CRDN at the RareKids-CAN Conference
On April 10-11, CRDN was proud to participate in the 2025 RareKids-CAN Conference in Ottawa — a dynamic gathering of over 120 in-person and virtual attendees from across Canada committed to advancing pediatric rare disease clinical trials and research. Throughout the conference, various RareKids-CAN sub-platforms and partners shared progress updates and highlights, such as: Establishing a national network of clinical trial navigators, who are already making impact by helping families, clinicians, and researchers identify and access appropriate clinical trials, navigating regulatory pathways, and connecting with key contacts; and driving policy recommendation and conversations on standard of care CTA exemption, special access program (SAP) and single-patient studies. These efforts are crucial to reducing unnecessary barriers, enabling more inclusive clinical trials, and ultimately accelerating safe access to promising therapies.

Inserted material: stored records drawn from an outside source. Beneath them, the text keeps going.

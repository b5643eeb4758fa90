//! Queue capacity configuration.

use serde::Deserialize;

/// Bounded queue sizes.
///
/// Every bus consumer and every connection owns one queue of this size.
/// A full queue drops the newest payload rather than blocking a publisher.
#[derive(Debug, Clone, PartialEq, Eq, Deserialize)]
pub struct LimitsConfig {
    /// Payloads buffered per bus consumer (default: 1024).
    #[serde(default = "default_bus_queue")]
    pub bus_queue: usize,
    /// Frames buffered per client connection (default: 256).
    #[serde(default = "default_connection_queue")]
    pub connection_queue: usize,
}

impl Default for LimitsConfig {
    fn default() -> Self {
        Self {
            bus_queue: default_bus_queue(),
            connection_queue: default_connection_queue(),
        }
    }
}

fn default_bus_queue() -> usize {
    1024
}

fn default_connection_queue() -> usize {
    256
}

#[cfg(test)]
mod tests {
    use super::*;

    #[test]
    fn partial_section_keeps_other_defaults() {
        let cfg: LimitsConfig = toml::from_str("bus_queue = 8").unwrap();
        assert_eq!(cfg.bus_queue, 8);
        assert_eq!(cfg.connection_queue, 256);
    }
}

As part of the main program, CRDN’s Svenja Espenhahn presented updates on our evolving priorities and approach to enabling change through strategic partnerships. Her presentation emphasized the importance of cross-sector coordination, community engagement, and shared infrastructure to build a more equitable and effective rare disease ecosystem in Canada.
Pre-Clinical Therapy Development Workshop
CRDN and RareKids-CAN also co-hosted a satellite mini-workshop to spark an important conversation about pre-clinical therapy development – the early-stage work needed to move discoveries into clinical trials. Titled “Pre-Clinical therapy development in Canada: Who, What, How, and Where Do We Go From Here?”, the session was seen as especially timely given the shifting global geopolitical landscape, which underscores the need for stronger domestic research capacity, supply chain resilience, and leadership in innovation.
Attendees at the event included a subset of individuals invited to the RareKids-CAN annual conference—primarily researchers conducting pediatric advanced therapeutics clinical trials, members of the RareKids-CAN Executive Committee, and select representatives from Canadian pre-clinical manufacturing facilities. The workshop featured a keynote by Dr. Eric Hoffman and initial discussions to explore current barriers, emerging opportunities, and early priorities for building a coordinated national approach.
While the dialogue was productive, organizers acknowledged that due to funding limitations and the political restrictions with the election, some essential key individuals—such as regulators, manufacturers, funders, and early-stage therapy developers—were not in attendance to participate in the conversation and further conversations are needed.